Mechanically it is non-custodial and community-owned. USDC sits in a smart contract on Hyperliquid's L1. Depositors share the PnL directly — there is no management fee and no operator skimming the top.
Where the yield actually comes from
Three revenue streams, not one:
| Stream | What generates it | Character |
|---|---|---|
| Market making | Bid/ask spreads and funding payments from providing liquidity on perps | Steady, grinds in most regimes |
| Liquidations | Liquidation premiums when HLP takes over liquidated positions | Spiky — pays big on volatile days |
| Earn on USDC | Interest on idle USDC sitting inside the vault | Boring — but always-on |
Per the official docs, HLP "accrues a portion of trading fees" — so maker, taker, funding and liquidation premiums partly feed the vault, alongside the direct PnL from market making and liquidations. Depositors share that pool proportionally.
This is why HLP's yield tracks trading activity. Quiet weeks = thin returns. Volatile weeks with lots of liquidations = fat weeks. It is closer to a volatility-selling business than a fixed-yield product.
Real HLP numbers right now
Here is what the vault looks like at the time of writing, pulled from our live index:
| Metric | Value |
|---|---|
| TVL | ~$399.8M |
| Age | ~1,078 days (about 3 years) |
| 30-day return | −7.3% |
| 90-day return | +32.8% |
| Risk Score (VaultVision) | 64 · moderate band |
Note the shape: a current 30-day drawdown sitting on top of a very healthy 90-day return. That is classic HLP. The vault does not yield in a straight line — it monetizes flow, and flow is lumpy.

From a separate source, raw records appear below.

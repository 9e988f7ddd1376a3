//! The editor's root state: the document tree, the selection and the named
//! annotations.
//!
//! [`Value::apply_operation`] is the single place where the tree is mutated.
//! It validates the operation's payload against the current tree, performs
//! the edit, then carries the selection and every annotation across it.

use std::{
  cmp::Ordering,
  collections::BTreeMap,
};

use serde::{
  Deserialize,
  Serialize,
};
use tracing::debug;

use crate::{
  Tendril,
  node::{
    Element,
    Node,
    NodeError,
    Properties,
    Text,
  },
  operation::{
    Operation,
    OperationError,
    Result,
  },
  path::{
    Affinity,
    Path,
  },
  point::Point,
  range::Range,
};

/// Keys that `set_node` and `set_mark` may not touch, since they hold the
/// node's content rather than its properties.
const CONTENT_KEYS: [&str; 2] = ["text", "children"];

/// Keys that `set_value` may not touch.
const VALUE_KEYS: [&str; 3] = ["children", "selection", "annotations"];

#[derive(Debug, Clone, PartialEq, Serialize, Deserialize)]
#[serde(from = "ValueRepr", into = "ValueRepr")]
pub struct Value {
  // Always an element; its properties are the value's top-level data.
  root:        Node,
  selection:   Option<Range>,
  annotations: BTreeMap<String, Range>,
}

#[derive(Serialize, Deserialize)]
struct ValueRepr {
  children:    Vec<Node>,
  #[serde(default)]
  selection:   Option<Range>,
  #[serde(default)]
  annotations: BTreeMap<String, Range>,
  #[serde(flatten)]
  data:        Properties,
}

impl From<ValueRepr> for Value {
  fn from(repr: ValueRepr) -> Self {
    Self {
      root:        Node::Element(Element {
        children:   repr.children,
        properties: repr.data,
      }),
      selection:   repr.selection,
      annotations: repr.annotations,
    }
  }
}

impl From<Value> for ValueRepr {
  fn from(value: Value) -> Self {
    let (children, data) = match value.root {
      Node::Element(element) => (element.children, element.properties),
      Node::Text(_) => (Vec::new(), Properties::new()),
    };
    Self {
      children,
      selection: value.selection,
      annotations: value.annotations,
      data,
    }
  }
}

impl Default for Value {
  fn default() -> Self {
    Self::new(Vec::new())
  }
}

impl Value {
  pub fn new(children: Vec<Node>) -> Self {
    Self {
      root:        Node::element(children),
      selection:   None,
      annotations: BTreeMap::new(),
    }
  }

  pub fn with_selection(mut self, selection: Range) -> Self {
    self.selection = Some(selection);
    self
  }

  pub fn with_annotation(mut self, key: impl Into<String>, annotation: Range) -> Self {
    self.annotations.insert(key.into(), annotation);
    self
  }

  /// The root element. Its path is the empty path.
  #[inline]
  pub fn document(&self) -> &Node {
    &self.root
  }

  pub fn children(&self) -> &[Node] {
    self.root.children()
  }

  /// Top-level properties, patched by `set_value`.
  pub fn data(&self) -> &Properties {
    self.root.properties()
  }

  pub fn selection(&self) -> Option<&Range> {
    self.selection.as_ref()
  }

  pub fn annotations(&self) -> &BTreeMap<String, Range> {
    &self.annotations
  }

  pub fn annotation(&self, key: &str) -> Option<&Range> {
    self.annotations.get(key)
  }

  /// Apply `op` to this value.
  ///
  /// A payload that does not fit the tree is rejected before anything
  /// changes.
  pub fn apply_operation(&mut self, op: &Operation) -> Result<()> {
    match op {
      Operation::InsertNode { path, node } => {
        let (parent, index) = self.parent_mut(path, "insert")?;
        if index > parent.children.len() {
          return Err(OperationError::IndexOutOfBounds {
            parent: path.parent()?,
            index,
          });
        }
        parent.children.insert(index, node.clone());
      },
      Operation::RemoveNode { path, .. } => {
        let (parent, index) = self.parent_mut(path, "remove")?;
        if index >= parent.children.len() {
          return Err(OperationError::IndexOutOfBounds {
            parent: path.parent()?,
            index,
          });
        }
        parent.children.remove(index);
      },
      Operation::MergeNode { path, .. } => {
        path.previous()?;
        let (parent, index) = self.parent_mut(path, "merge")?;
        if index >= parent.children.len() {
          return Err(OperationError::IndexOutOfBounds {
            parent: path.parent()?,
            index,
          });
        }
        if parent.children[index - 1].is_text() != parent.children[index].is_text() {
          return Err(OperationError::MergeMismatch { path: path.clone() });
        }
        let node = parent.children.remove(index);
        match (&mut parent.children[index - 1], node) {
          (Node::Text(prev), Node::Text(text)) => {
            prev.text.push_str(&text.text);
          },
          (Node::Element(prev), Node::Element(element)) => {
            prev.children.extend(element.children);
          },
          _ => unreachable!("merge kinds were checked above"),
        }
      },
      Operation::SplitNode {
        path,
        position,
        properties,
      } => {
        let (parent, index) = self.parent_mut(path, "split")?;
        let node = parent
          .children
          .get_mut(index)
          .ok_or_else(|| NodeError::NotFound { path: path.clone() })?;
        if *position > node.size() {
          return Err(OperationError::PositionOutOfBounds {
            path:     path.clone(),
            position: *position,
          });
        }
        let right = match node {
          Node::Text(text) => {
            let at = text.byte_offset(*position);
            let tail = Tendril::from(&text.text[at..]);
            text.text = Tendril::from(&text.text[..at]);
            Node::Text(Text {
              text:  tail,
              marks: properties.clone(),
            })
          },
          Node::Element(element) => {
            Node::Element(Element {
              children:   element.children.split_off(*position),
              properties: properties.clone(),
            })
          },
        };
        parent.children.insert(index + 1, right);
      },
      Operation::MoveNode { path, new_path } => {
        if path.is_ancestor(new_path) {
          return Err(OperationError::MoveIntoSelf {
            path:     path.clone(),
            new_path: new_path.clone(),
          });
        }
        if new_path.is_root() {
          return Err(OperationError::Root { op: "move to" });
        }
        if path == new_path {
          // Still has to exist.
          self.root.descendant(path)?;
        } else {
          // The destination is expressed before the removal.
          let true_path = path.transform(op, None).ok_or_else(|| {
            OperationError::MoveIntoSelf {
              path:     path.clone(),
              new_path: new_path.clone(),
            }
          })?;
          let (parent, index) = self.parent_mut(path, "move")?;
          if index >= parent.children.len() {
            return Err(OperationError::IndexOutOfBounds {
              parent: path.parent()?,
              index,
            });
          }
          let node = parent.children.remove(index);
          if let Err((err, node)) = self.place(&true_path, node) {
            let (parent, _) = self.parent_mut(path, "move")?;
            parent.children.insert(index, node);
            return Err(err);
          }
        }
      },
      Operation::SetNode {
        path,
        new_properties,
        ..
      } => {
        if path.is_root() {
          return Err(OperationError::Root {
            op: "set properties on",
          });
        }
        check_reserved(new_properties, &CONTENT_KEYS)?;
        patch(self.root.get_mut(path)?.properties_mut(), new_properties);
      },
      Operation::InsertText { path, offset, text } => {
        let leaf = self.root.leaf_mut(path)?;
        if *offset > leaf.len() {
          return Err(OperationError::PositionOutOfBounds {
            path:     path.clone(),
            position: *offset,
          });
        }
        let at = leaf.byte_offset(*offset);
        let mut spliced = Tendril::from(&leaf.text[..at]);
        spliced.push_str(text);
        spliced.push_str(&leaf.text[at..]);
        leaf.text = spliced;
      },
      Operation::RemoveText { path, offset, text } => {
        let leaf = self.root.leaf_mut(path)?;
        let start = leaf.byte_offset(*offset);
        let end = leaf.byte_offset(offset + text.chars().count());
        if *offset > leaf.len() || leaf.text[start..end] != **text {
          return Err(OperationError::TextMismatch {
            path:     path.clone(),
            offset:   *offset,
            expected: text.clone(),
          });
        }
        let mut spliced = Tendril::from(&leaf.text[..start]);
        spliced.push_str(&leaf.text[end..]);
        leaf.text = spliced;
      },
      Operation::AddMark { path, mark } => {
        check_reserved_key(&mark.key, &CONTENT_KEYS)?;
        let leaf = self.root.leaf_mut(path)?;
        if leaf.marks.contains_key(&mark.key) {
          return Err(OperationError::MarkExists {
            path: path.clone(),
            key:  mark.key.clone(),
          });
        }
        leaf.marks.insert(mark.key.clone(), mark.value.clone());
      },
      Operation::RemoveMark { path, mark } => {
        let leaf = self.root.leaf_mut(path)?;
        if leaf.marks.get(&mark.key) != Some(&mark.value) {
          return Err(OperationError::MarkMismatch {
            path: path.clone(),
            key:  mark.key.clone(),
          });
        }
        leaf.marks.remove(&mark.key);
      },
      Operation::SetMark {
        path,
        new_properties,
        ..
      } => {
        check_reserved(new_properties, &CONTENT_KEYS)?;
        patch(&mut self.root.leaf_mut(path)?.marks, new_properties);
      },
      Operation::SetSelection { new_properties, .. } => {
        self.selection = match (new_properties, &self.selection) {
          (None, _) => None,
          (Some(patch), Some(selection)) => Some(selection.patched(patch)),
          (Some(patch), None) => Some(patch.to_range().ok_or(OperationError::IncompleteSelection)?),
        };
      },
      Operation::AddAnnotation { key, annotation } => {
        if self.annotations.contains_key(key) {
          return Err(OperationError::AnnotationExists { key: key.clone() });
        }
        self.annotations.insert(key.clone(), annotation.clone());
      },
      Operation::RemoveAnnotation { key, .. } => {
        if self.annotations.remove(key).is_none() {
          return Err(OperationError::AnnotationMissing { key: key.clone() });
        }
      },
      Operation::SetAnnotation {
        key,
        new_properties,
        ..
      } => {
        let annotation = self
          .annotations
          .get_mut(key)
          .ok_or_else(|| OperationError::AnnotationMissing { key: key.clone() })?;
        *annotation = annotation.patched(new_properties);
      },
      Operation::SetValue { new_properties, .. } => {
        check_reserved(new_properties, &VALUE_KEYS)?;
        patch(self.root.properties_mut(), new_properties);
      },
    }

    if moves_points(op) {
      self.transform_ranges(op);
    }
    Ok(())
  }

  /// Insert a moved node at `path`, handing it back when there is no slot
  /// for it.
  fn place(&mut self, path: &Path, node: Node) -> std::result::Result<(), (OperationError, Node)> {
    let (parent, index) = match self.parent_mut(path, "move to") {
      Ok(found) => found,
      Err(err) => return Err((err, node)),
    };
    if index > parent.children.len() {
      let err = match path.parent() {
        Ok(parent) => OperationError::IndexOutOfBounds { parent, index },
        Err(err) => err.into(),
      };
      return Err((err, node));
    }
    parent.children.insert(index, node);
    Ok(())
  }

  fn parent_mut(&mut self, path: &Path, op: &'static str) -> Result<(&mut Element, usize)> {
    let Some(index) = path.last() else {
      return Err(OperationError::Root { op });
    };
    let parent = self.root.element_at_mut(&path.parent()?)?;
    Ok((parent, index))
  }

  fn transform_ranges(&mut self, op: &Operation) {
    let removed = match op {
      Operation::RemoveNode { path, .. } => Some(path),
      _ => None,
    };

    if let Some(selection) = self.selection.take() {
      self.selection = self.transform_range(&selection, op, removed);
      if self.selection.is_none() {
        debug!(op = op.kind(), "selection has no surviving text, deselecting");
      }
    }

    let annotations = std::mem::take(&mut self.annotations);
    for (key, annotation) in annotations {
      match self.transform_range(&annotation, op, removed) {
        Some(annotation) => {
          self.annotations.insert(key, annotation);
        },
        None => debug!(key = %key, op = op.kind(), "annotation has no surviving text, dropping"),
      }
    }
  }

  fn transform_range(&self, range: &Range, op: &Operation, removed: Option<&Path>) -> Option<Range> {
    let transform = |point: &Point| {
      point
        .transform(op, Some(Affinity::Forward))
        .or_else(|| removed.and_then(|path| fallback_point(&self.root, path)))
    };
    Some(Range {
      anchor: transform(&range.anchor)?,
      focus:  transform(&range.focus)?,
    })
  }
}

/// Operations after which selection and annotation points must be carried
/// forward.
fn moves_points(op: &Operation) -> bool {
  matches!(
    op,
    Operation::InsertNode { .. }
      | Operation::RemoveNode { .. }
      | Operation::MoveNode { .. }
      | Operation::SplitNode { .. }
      | Operation::MergeNode { .. }
      | Operation::InsertText { .. }
      | Operation::RemoveText { .. }
  )
}

fn check_reserved_key(key: &str, reserved: &[&str]) -> Result<()> {
  if reserved.contains(&key) {
    return Err(OperationError::ReservedProperty {
      key: key.to_string(),
    });
  }
  Ok(())
}

fn check_reserved(properties: &Properties, reserved: &[&str]) -> Result<()> {
  properties
    .keys()
    .try_for_each(|key| check_reserved_key(key, reserved))
}

/// Overlay `changes` onto `properties`; a `null` value removes the key.
fn patch(properties: &mut Properties, changes: &Properties) {
  for (key, value) in changes {
    if value.is_null() {
      properties.remove(key);
    } else {
      properties.insert(key.clone(), value.clone());
    }
  }
}

/// Where a point that lived at or below `removed` should go, looking at the
/// tree after the removal.
///
/// The end of the last text before `removed` wins, unless the first text at
/// or after it shares a deeper common ancestor with `removed` (or took the
/// removed node's place as a first child), in which case the start of that
/// text wins. `None` when the tree has no text left.
pub fn fallback_point(root: &Node, removed: &Path) -> Option<Point> {
  let mut prev = None;
  let mut next = None;
  for (path, text) in root.texts() {
    if path.compare(removed) == Ordering::Less {
      prev = Some((path, text.len()));
    } else {
      next = Some(path);
      break;
    }
  }

  let prefer_next = match (&prev, &next) {
    (Some((prev, _)), Some(next)) => {
      if next == removed {
        !next.has_previous()
      } else {
        prev.common(removed).len() < next.common(removed).len()
      }
    },
    _ => false,
  };

  match (prev, next) {
    (Some((path, len)), _) if !prefer_next => Some(Point::new(path, len)),
    (_, Some(path)) => Some(Point::new(path, 0)),
    _ => None,
  }
}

See the live version on the HLP vault page with full risk breakdown, drawdown chart, and position context.
The 4-day lockup, in practice
Every deposit into HLP carries a 4-day lockup measured from your most recent deposit. From the official docs: a deposit made on September 14 at 08:00 becomes withdrawable on September 18 at 08:00. Top up in the meantime and that clock resets for the whole position.
It is a design choice, not an oversight:
- Market makers cannot run if inventory can leave instantly. Forced-to-sell-at-tick is how you blow up a book.
- A locked float lets HLP hold positions through noise without cascading withdrawals.
- It is also why the vault can genuinely act as counterparty on large trades — there is committed capital behind the quotes.
Practical consequence: HLP is not a parking spot. Do not deposit what you might need this week. Size it like an illiquid allocation, not a savings account.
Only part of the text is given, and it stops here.